** Data for this exercise follows **

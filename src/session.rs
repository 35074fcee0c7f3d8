//! On-disk staging of layer images between preview and finalize.
//!
//! Each session owns one directory under a shared root, named by its UUID.
//! Staged files are addressed by `(session, role)` only, so a reference can
//! cross an untrusted boundary without carrying a path.

use std::fmt;
use std::fs;
use std::io::{self, ErrorKind};
use std::path::{Path, PathBuf};
use std::str::FromStr;

use serde::{Deserialize, Serialize};
use uuid::Uuid;

use crate::layer::LayerRole;

#[derive(thiserror::Error, Debug)]
pub enum StagingError {
    /// The session or file no longer exists.
    #[error("staged file not found: {0}")]
    NotFound(String),

    /// The reference itself is not well formed.
    #[error("malformed staging reference: {0}")]
    Malformed(String),

    /// The reference resolved to a file outside its session directory.
    #[error("staging reference escapes its session: {0}")]
    OutsideSession(String),

    #[error(transparent)]
    Io(#[from] io::Error),
}

// ============================================================================
// SessionId / StagedRef
// ============================================================================

/// Opaque, collision-resistant session identifier.
#[derive(Debug, Clone, Copy, PartialEq, Eq, Hash, Serialize, Deserialize)]
#[serde(transparent)]
pub struct SessionId(Uuid);

impl SessionId {
    pub fn generate() -> Self {
        Self(Uuid::new_v4())
    }
}

impl fmt::Display for SessionId {
    fn fmt(&self, f: &mut fmt::Formatter<'_>) -> fmt::Result {
        write!(f, "{}", self.0.hyphenated())
    }
}

impl FromStr for SessionId {
    type Err = StagingError;

    fn from_str(s: &str) -> Result<Self, Self::Err> {
        Uuid::parse_str(s)
            .map(Self)
            .map_err(|_| StagingError::Malformed(format!("invalid session id {s:?}")))
    }
}

/// Pointer to one staged layer.
#[derive(Debug, Clone, Copy, PartialEq, Eq, Hash, Serialize, Deserialize)]
#[serde(rename_all = "camelCase")]
pub struct StagedRef {
    pub session_id: SessionId,
    pub role: LayerRole,
}

/// Lifecycle state of a session as seen from disk.
#[derive(Debug, Clone, Copy, PartialEq, Eq)]
pub enum SessionState {
    /// Directory exists, nothing staged yet.
    Created,
    /// At least one layer is staged.
    Staged,
    /// No directory: destroyed, expired, or never created.
    Destroyed,
}

// ============================================================================
// SessionStore
// ============================================================================

/// Manages session staging directories under a single root.
#[derive(Debug, Clone)]
pub struct SessionStore {
    root: PathBuf,
}

impl SessionStore {
    /// Creates a store rooted at `root`, creating the directory if needed.
    pub fn new(root: impl Into<PathBuf>) -> Result<Self, StagingError> {
        let root = root.into();
        fs::create_dir_all(&root)?;
        Ok(Self { root })
    }

    pub fn root(&self) -> &Path {
        &self.root
    }

    /// Allocates a fresh session with its own empty directory.
    pub fn create_session(&self) -> Result<SessionId, StagingError> {
        // A v4 collision is practically impossible; retry once regardless.
        for _ in 0..2 {
            let id = SessionId::generate();
            match fs::create_dir(self.session_dir(id)) {
                Ok(()) => {
                    tracing::debug!(session = %id, "created staging session");
                    return Ok(id);
                }
                Err(e) if e.kind() == ErrorKind::AlreadyExists => continue,
                Err(e) => return Err(e.into()),
            }
        }
        Err(StagingError::Io(io::Error::new(
            ErrorKind::AlreadyExists,
            "could not allocate a unique session directory",
        )))
    }

    /// Writes `bytes` as the staged image for `role`.
    ///
    /// The file is written beside its final name and renamed into place, so
    /// a concurrent `resolve` never sees a partial image.
    pub fn stage(
        &self,
        session: SessionId,
        role: LayerRole,
        bytes: &[u8],
    ) -> Result<StagedRef, StagingError> {
        let dir = self.session_dir(session);
        if !dir.is_dir() {
            return Err(StagingError::NotFound(format!("session {session}")));
        }
        let final_path = dir.join(file_name(role));
        let partial_path = dir.join(format!(".{}.partial", file_name(role)));
        fs::write(&partial_path, bytes)?;
        fs::rename(&partial_path, &final_path)?;

        tracing::debug!(session = %session, %role, bytes = bytes.len(), "staged layer");
        Ok(StagedRef {
            session_id: session,
            role,
        })
    }

    /// Reads a staged image.
    ///
    /// A missing session or file is [`StagingError::NotFound`]; a file that
    /// resolves outside the session directory is rejected.
    pub fn resolve(&self, reference: &StagedRef) -> Result<Vec<u8>, StagingError> {
        let dir = self.session_dir(reference.session_id);
        let path = dir.join(file_name(reference.role));
        let not_found = || {
            StagingError::NotFound(format!(
                "{} of session {}",
                reference.role, reference.session_id
            ))
        };

        let lookup = |p: &Path| {
            fs::canonicalize(p).map_err(|e| match e.kind() {
                ErrorKind::NotFound => not_found(),
                _ => StagingError::Io(e),
            })
        };

        let canonical_dir = lookup(&dir)?;
        let canonical_file = lookup(&path)?;
        if !canonical_file.starts_with(&canonical_dir) {
            return Err(StagingError::OutsideSession(format!(
                "{} of session {}",
                reference.role, reference.session_id
            )));
        }

        match fs::read(&canonical_file) {
            Ok(bytes) => Ok(bytes),
            Err(e) if e.kind() == ErrorKind::NotFound => Err(not_found()),
            Err(e) => Err(e.into()),
        }
    }

    /// Removes a session and everything staged in it.
    ///
    /// Destroying a missing session is not an error.
    pub fn destroy(&self, session: SessionId) -> Result<(), StagingError> {
        match fs::remove_dir_all(self.session_dir(session)) {
            Ok(()) => {
                tracing::debug!(session = %session, "destroyed staging session");
                Ok(())
            }
            Err(e) if e.kind() == ErrorKind::NotFound => Ok(()),
            Err(e) => Err(e.into()),
        }
    }

    pub fn state(&self, session: SessionId) -> SessionState {
        let dir = self.session_dir(session);
        if !dir.is_dir() {
            return SessionState::Destroyed;
        }
        let staged = LayerRole::ALL
            .iter()
            .any(|role| dir.join(file_name(*role)).is_file());
        if staged {
            SessionState::Staged
        } else {
            SessionState::Created
        }
    }

    fn session_dir(&self, session: SessionId) -> PathBuf {
        self.root.join(session.to_string())
    }
}

fn file_name(role: LayerRole) -> String {
    format!("{}.png", role.key())
}

// ============================================================================
// Tests
// ============================================================================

** End of Data for this exercise **

Go through the data above and copy each line in which "disk" appears.

//! On-disk staging of layer images between preview and finalize.
/// Lifecycle state of a session as seen from disk.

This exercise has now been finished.